- Texte visé : Texte de la commission sur la proposition de loi de M. Pierrick Courbon visant à garantir l'accès à l'argent liquide dans tous les territoires (2029)., n° 2202-A0
- Stade de lecture : 1ère lecture (1ère assemblée saisie)
- Examiné par : Assemblée nationale (séance publique)
Supprimer cet article.
Les Français sont attachés aux espèces, et l'accès aux espèces doit être préservé pour l'ensemble de nos concitoyens. Le dernier rapport du Comité national des moyens de paiement confirme le maintien d’une très bonne accessibilité aux espèces sur l’ensemble du territoire en 2024. Ainsi, l’indicateur d’éloignement, qui permet de mesurer l’accessibilité, est quasiment inchangé par rapport à l’an dernier : à fin 2024, 98,8 % de la population est située à moins de quinze minutes de trajet par la route d’un site équipé d’au moins un distributeur automatique de billets (DAB) et quasiment l’ensemble de la population française (99,9 %) reste situé à moins de quinze minutes de trajet par la route d’un site équipé d’au moins un DAB ou d’un point d’accès privatif chez un commerçant.
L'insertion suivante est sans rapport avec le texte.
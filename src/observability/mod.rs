pub mod logger;

pub use logger::{init_logging, shutdown_logging, Rotation};
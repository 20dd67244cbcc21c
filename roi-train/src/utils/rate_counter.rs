use crate::common::*;

/// Counts events and reports the rate once per interval.
#[derive(Debug)]
pub struct RateCounter {
    count: f64,
    instant: Instant,
    interval: Duration,
}

impl RateCounter {
    pub fn new(interval: Duration) -> Self {
        Self {
            count: 0.0,
            instant: Instant::now(),
            interval,
        }
    }

    pub fn with_second_interval() -> Self {
        Self::new(Duration::from_secs(1))
    }

    pub fn add(&mut self, addition: f64) {
        self.count += addition;
    }

    /// Returns the events per second when the interval has elapsed and
    /// restarts counting.
    pub fn rate(&mut self) -> Option<f64> {
        let elapsed = self.instant.elapsed();
        if elapsed >= self.interval {
            let rate = self.count / elapsed.as_secs_f64();
            self.count = 0.0;
            self.instant = Instant::now();
            Some(rate)
        } else {
            None
        }
    }
}
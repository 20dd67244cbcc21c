//! Data layer configuration format.

use crate::{common::*, ratio::Ratio, sampler::SamplingPolicy};

/// The data layer configuration.
///
/// The configuration is read-only once loaded. Components receive it at
/// construction time.
#[derive(Debug, Clone, Serialize, Deserialize)]
pub struct LayerConfig {
    /// The seed for the random number generators of samplers and builders.
    #[serde(default = "default_rng_seed")]
    pub rng_seed: u64,
    pub training: TrainingConfig,
}

impl LayerConfig {
    pub fn open<P>(path: P) -> Result<Self>
    where
        P: AsRef<Path>,
    {
        let text = std::fs::read_to_string(path)?;
        let config: Self = json5::from_str(&text)?;
        config.validate()?;
        Ok(config)
    }

    /// Checks the consistency of the options.
    pub fn validate(&self) -> Result<()> {
        self.training.validate()
    }
}

impl Default for LayerConfig {
    fn default() -> Self {
        Self {
            rng_seed: default_rng_seed(),
            training: TrainingConfig::default(),
        }
    }
}

/// The training options.
#[derive(Debug, Clone, Serialize, Deserialize)]
pub struct TrainingConfig {
    /// The number of images per minibatch.
    pub ims_per_batch: NonZeroUsize,
    /// The number of RoIs per minibatch.
    pub batch_size: NonZeroUsize,
    /// The fraction of foreground RoIs in a minibatch.
    pub fg_fraction: Ratio,
    /// RoIs with overlap above this value are foreground.
    pub fg_thresh: Ratio,
    /// The inclusive lower bound of background overlap.
    pub bg_thresh_lo: Ratio,
    /// The exclusive upper bound of background overlap.
    pub bg_thresh_hi: Ratio,
    /// If set, produce bounding box regression targets.
    pub bbox_reg: bool,
    /// If set, build minibatches on a separate thread.
    pub use_prefetch: bool,
    /// The maximum number of waiting minibatches when prefetching.
    #[serde(default = "default_prefetch_capacity")]
    pub prefetch_capacity: NonZeroUsize,
    /// Which examples are drawn by the index sampler.
    #[serde(default)]
    pub sampling_policy: SamplingPolicy,
    /// The candidate lengths of the shorter image side.
    pub scales: Vec<NonZeroUsize>,
    /// The maximum length of the longer image side.
    pub max_size: NonZeroUsize,
}

impl TrainingConfig {
    pub fn validate(&self) -> Result<()> {
        ensure!(
            self.bg_thresh_lo <= self.bg_thresh_hi,
            "bg_thresh_lo ({}) must not exceed bg_thresh_hi ({})",
            self.bg_thresh_lo,
            self.bg_thresh_hi
        );
        ensure!(!self.scales.is_empty(), "scales must not be empty");
        ensure!(
            self.batch_size.get() % self.ims_per_batch.get() == 0,
            "batch_size ({}) must be a multiple of ims_per_batch ({})",
            self.batch_size,
            self.ims_per_batch
        );
        Ok(())
    }

    pub fn thresholds(&self) -> OverlapThresholds {
        OverlapThresholds {
            fg: self.fg_thresh.to_f32(),
            bg_lo: self.bg_thresh_lo.to_f32(),
            bg_hi: self.bg_thresh_hi.to_f32(),
        }
    }
}

impl Default for TrainingConfig {
    fn default() -> Self {
        Self {
            ims_per_batch: NonZeroUsize::new(2).unwrap(),
            batch_size: NonZeroUsize::new(128).unwrap(),
            fg_fraction: Ratio::clamped(0.25),
            fg_thresh: Ratio::clamped(0.5),
            bg_thresh_lo: Ratio::clamped(0.1),
            bg_thresh_hi: Ratio::clamped(0.5),
            bbox_reg: true,
            use_prefetch: false,
            prefetch_capacity: default_prefetch_capacity(),
            sampling_policy: SamplingPolicy::default(),
            scales: vec![NonZeroUsize::new(600).unwrap()],
            max_size: NonZeroUsize::new(1000).unwrap(),
        }
    }
}

/// Overlap cutoffs that tell foreground regions from background regions.
#[derive(Debug, Clone, Copy, PartialEq)]
pub struct OverlapThresholds {
    pub fg: f32,
    pub bg_lo: f32,
    pub bg_hi: f32,
}

impl OverlapThresholds {
    /// Whether the overlap exceeds the foreground threshold.
    pub fn is_foreground(&self, overlap: f32) -> bool {
        overlap > self.fg
    }

    /// Whether the overlap lies within the background band `[bg_lo, bg_hi)`.
    pub fn is_background(&self, overlap: f32) -> bool {
        (self.bg_lo..self.bg_hi).contains(&overlap)
    }
}

fn default_rng_seed() -> u64 {
    3
}

fn default_prefetch_capacity() -> NonZeroUsize {
    NonZeroUsize::new(10).unwrap()
}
Le temps de trajet moyen pour se rendre au site le plus proche pour un habitant d’une commune non équipée ressort à 9,2 minutes, comme en 2023.
Il ne semble donc pas à ce stade que l'accès aux espèces soit profondément remis en cause. Les Français font d'ailleurs part d’un très haut niveau de satisfaction au sujet de cet accès : 91 % d’entre eux, soit l’un des meilleurs scores au sein de la zone euro, considèrent que l’accès aux espèces est facile ou très facile. Dans ces conditions, la création d'un service universel de la monnaie fiduciaire peut sembler excessif.
Par ailleurs, il n'est pas certain que la Poste soit demandeuse d'une telle mission supplémentaire dont le coût, au demeurant, n'apparaît pas chiffré. Cela la contraindrait en effet à être la « voiture balai » du système bancaire, c'est-à-dire à supporter l'installation et la tenue de DAB dans des zones où elles ne sont pas rentables. Cela déresponsabiliserait également les banques, qui auraient moins de scrupules à fermer un DAB, sachant que la puissance publique, par l'entremise de la Poste, sera là pour y pallier.
Le présent amendement propose donc de supprimer l'article 3.